Collected data:
::::::::
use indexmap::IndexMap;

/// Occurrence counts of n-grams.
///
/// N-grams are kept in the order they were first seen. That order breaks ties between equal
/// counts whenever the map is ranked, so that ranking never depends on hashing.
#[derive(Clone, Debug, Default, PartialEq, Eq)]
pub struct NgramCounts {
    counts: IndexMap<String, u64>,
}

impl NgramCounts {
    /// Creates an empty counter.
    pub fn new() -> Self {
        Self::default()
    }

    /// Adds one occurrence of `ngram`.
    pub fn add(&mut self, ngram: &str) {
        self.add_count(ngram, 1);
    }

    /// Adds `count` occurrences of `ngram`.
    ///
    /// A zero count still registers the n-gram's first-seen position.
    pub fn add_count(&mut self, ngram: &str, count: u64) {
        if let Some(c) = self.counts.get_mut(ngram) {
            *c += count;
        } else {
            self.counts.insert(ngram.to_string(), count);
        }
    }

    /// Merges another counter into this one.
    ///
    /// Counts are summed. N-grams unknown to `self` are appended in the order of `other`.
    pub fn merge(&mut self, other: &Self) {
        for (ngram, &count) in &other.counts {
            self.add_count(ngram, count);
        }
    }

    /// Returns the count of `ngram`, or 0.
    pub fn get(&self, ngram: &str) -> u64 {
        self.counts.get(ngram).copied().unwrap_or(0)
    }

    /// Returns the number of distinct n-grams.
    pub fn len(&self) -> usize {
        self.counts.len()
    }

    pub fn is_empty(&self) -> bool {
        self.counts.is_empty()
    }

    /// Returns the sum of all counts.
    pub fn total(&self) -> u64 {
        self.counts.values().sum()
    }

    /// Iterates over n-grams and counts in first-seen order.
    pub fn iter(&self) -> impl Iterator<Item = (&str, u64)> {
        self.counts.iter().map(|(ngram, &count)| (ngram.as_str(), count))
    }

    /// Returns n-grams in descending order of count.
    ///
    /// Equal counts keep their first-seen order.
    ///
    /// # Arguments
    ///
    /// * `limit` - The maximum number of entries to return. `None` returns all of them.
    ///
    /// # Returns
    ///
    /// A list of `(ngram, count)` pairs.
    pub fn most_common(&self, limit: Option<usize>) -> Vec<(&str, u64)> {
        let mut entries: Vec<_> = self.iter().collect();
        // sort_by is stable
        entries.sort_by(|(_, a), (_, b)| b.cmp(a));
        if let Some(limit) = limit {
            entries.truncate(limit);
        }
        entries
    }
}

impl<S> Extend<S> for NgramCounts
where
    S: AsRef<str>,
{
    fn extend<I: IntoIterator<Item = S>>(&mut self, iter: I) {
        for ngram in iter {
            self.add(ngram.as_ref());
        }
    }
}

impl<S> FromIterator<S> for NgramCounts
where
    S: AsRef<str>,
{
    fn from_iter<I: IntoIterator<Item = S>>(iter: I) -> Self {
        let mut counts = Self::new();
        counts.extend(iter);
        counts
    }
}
::::::::
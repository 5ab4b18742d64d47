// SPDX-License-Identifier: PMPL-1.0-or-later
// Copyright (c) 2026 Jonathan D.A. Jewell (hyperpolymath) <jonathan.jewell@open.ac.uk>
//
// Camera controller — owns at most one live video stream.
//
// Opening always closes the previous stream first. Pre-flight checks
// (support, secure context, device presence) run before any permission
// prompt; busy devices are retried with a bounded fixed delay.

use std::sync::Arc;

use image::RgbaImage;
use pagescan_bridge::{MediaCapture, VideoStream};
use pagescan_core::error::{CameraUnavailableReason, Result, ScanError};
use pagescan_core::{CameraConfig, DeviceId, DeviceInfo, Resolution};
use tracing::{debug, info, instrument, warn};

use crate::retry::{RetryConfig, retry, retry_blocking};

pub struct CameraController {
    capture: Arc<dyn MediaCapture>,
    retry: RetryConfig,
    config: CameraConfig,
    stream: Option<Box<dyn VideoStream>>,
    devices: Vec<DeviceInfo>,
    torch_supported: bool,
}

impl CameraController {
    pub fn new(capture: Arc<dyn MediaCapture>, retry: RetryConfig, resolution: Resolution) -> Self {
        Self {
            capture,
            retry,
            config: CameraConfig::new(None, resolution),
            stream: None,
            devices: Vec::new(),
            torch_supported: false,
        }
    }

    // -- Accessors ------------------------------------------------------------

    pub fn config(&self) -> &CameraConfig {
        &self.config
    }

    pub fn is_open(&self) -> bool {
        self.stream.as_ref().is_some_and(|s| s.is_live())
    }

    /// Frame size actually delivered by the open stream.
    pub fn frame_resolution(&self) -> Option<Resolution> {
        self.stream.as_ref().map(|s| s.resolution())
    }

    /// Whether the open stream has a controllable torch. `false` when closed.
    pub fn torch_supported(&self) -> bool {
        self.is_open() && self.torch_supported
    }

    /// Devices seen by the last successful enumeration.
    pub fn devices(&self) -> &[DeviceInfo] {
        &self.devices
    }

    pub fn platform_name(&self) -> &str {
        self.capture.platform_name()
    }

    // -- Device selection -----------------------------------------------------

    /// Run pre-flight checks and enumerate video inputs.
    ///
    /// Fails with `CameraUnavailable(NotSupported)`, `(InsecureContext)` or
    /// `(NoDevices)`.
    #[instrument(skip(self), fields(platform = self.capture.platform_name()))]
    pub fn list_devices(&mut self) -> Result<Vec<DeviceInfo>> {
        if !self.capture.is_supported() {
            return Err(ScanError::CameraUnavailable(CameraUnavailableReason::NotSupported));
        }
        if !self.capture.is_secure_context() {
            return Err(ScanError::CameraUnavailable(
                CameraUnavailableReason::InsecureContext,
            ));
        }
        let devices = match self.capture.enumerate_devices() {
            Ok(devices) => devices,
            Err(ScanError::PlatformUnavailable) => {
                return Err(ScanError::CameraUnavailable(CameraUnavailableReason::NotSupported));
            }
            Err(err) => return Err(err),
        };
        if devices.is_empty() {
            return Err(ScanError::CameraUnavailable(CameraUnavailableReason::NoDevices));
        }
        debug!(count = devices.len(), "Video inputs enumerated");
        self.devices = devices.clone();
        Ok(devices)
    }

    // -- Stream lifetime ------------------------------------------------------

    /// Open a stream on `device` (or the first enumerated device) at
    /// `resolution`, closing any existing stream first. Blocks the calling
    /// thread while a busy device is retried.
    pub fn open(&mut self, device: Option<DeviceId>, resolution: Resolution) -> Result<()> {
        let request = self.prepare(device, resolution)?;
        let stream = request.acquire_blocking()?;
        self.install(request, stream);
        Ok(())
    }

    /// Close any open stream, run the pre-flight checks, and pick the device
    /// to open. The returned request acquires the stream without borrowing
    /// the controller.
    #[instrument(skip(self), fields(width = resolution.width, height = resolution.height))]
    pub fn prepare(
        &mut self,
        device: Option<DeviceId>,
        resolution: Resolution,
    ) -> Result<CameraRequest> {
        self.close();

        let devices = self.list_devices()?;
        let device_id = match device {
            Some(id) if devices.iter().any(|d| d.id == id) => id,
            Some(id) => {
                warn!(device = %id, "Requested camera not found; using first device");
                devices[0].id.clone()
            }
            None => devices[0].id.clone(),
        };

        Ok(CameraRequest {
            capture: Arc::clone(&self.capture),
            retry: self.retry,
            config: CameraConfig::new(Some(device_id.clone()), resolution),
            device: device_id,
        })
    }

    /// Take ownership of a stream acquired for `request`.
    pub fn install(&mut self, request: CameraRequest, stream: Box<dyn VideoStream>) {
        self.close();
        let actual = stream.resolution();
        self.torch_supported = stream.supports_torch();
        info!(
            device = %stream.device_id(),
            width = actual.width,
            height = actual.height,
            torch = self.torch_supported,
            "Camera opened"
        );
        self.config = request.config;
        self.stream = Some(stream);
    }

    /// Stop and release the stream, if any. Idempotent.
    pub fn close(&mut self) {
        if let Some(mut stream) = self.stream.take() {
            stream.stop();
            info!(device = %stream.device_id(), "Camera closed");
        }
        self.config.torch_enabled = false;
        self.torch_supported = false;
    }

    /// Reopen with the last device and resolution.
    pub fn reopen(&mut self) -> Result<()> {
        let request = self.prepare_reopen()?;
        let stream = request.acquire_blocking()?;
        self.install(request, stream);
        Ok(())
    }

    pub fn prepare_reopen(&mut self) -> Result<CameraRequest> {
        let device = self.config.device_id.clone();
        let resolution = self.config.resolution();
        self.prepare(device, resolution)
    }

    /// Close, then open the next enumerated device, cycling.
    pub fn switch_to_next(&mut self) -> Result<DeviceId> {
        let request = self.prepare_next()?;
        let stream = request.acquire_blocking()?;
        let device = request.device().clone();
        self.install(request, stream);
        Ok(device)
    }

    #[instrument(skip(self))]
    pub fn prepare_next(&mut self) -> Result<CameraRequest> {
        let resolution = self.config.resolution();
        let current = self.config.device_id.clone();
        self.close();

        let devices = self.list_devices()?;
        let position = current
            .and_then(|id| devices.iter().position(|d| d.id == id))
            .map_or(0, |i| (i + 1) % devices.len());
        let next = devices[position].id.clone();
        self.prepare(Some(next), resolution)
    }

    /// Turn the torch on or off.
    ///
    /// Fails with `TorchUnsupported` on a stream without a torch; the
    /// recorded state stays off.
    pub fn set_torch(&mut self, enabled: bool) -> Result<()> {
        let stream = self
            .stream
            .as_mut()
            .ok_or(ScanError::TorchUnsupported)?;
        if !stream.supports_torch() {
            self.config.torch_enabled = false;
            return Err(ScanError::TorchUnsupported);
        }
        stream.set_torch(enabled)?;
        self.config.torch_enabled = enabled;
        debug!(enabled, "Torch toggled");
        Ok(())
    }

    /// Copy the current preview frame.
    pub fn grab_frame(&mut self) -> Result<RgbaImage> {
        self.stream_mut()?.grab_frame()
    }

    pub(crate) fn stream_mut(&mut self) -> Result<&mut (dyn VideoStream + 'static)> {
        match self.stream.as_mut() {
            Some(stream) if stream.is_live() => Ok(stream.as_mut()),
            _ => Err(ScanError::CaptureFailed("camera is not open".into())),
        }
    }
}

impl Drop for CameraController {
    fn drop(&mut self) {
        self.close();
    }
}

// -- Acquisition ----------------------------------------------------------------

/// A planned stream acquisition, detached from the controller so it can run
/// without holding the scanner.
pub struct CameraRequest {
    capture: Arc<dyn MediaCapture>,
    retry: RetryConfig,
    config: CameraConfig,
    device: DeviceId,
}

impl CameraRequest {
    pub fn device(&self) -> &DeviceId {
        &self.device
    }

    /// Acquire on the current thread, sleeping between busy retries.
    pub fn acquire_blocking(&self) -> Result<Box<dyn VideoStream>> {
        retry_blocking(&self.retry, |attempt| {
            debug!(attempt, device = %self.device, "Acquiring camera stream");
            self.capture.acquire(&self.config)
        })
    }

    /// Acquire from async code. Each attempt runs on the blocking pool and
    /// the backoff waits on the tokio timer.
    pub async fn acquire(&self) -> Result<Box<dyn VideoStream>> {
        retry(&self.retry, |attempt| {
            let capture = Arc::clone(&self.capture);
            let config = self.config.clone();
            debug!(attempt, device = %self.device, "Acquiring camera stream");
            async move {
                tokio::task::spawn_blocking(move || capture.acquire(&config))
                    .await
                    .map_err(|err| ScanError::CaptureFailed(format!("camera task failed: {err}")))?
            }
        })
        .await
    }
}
::::::::
Problem to solve:
Find the word "fields" in the records. Copy every line it appears in.

Result below:
    #[instrument(skip(self), fields(platform = self.capture.platform_name()))]
    #[instrument(skip(self), fields(width = resolution.width, height = resolution.height))]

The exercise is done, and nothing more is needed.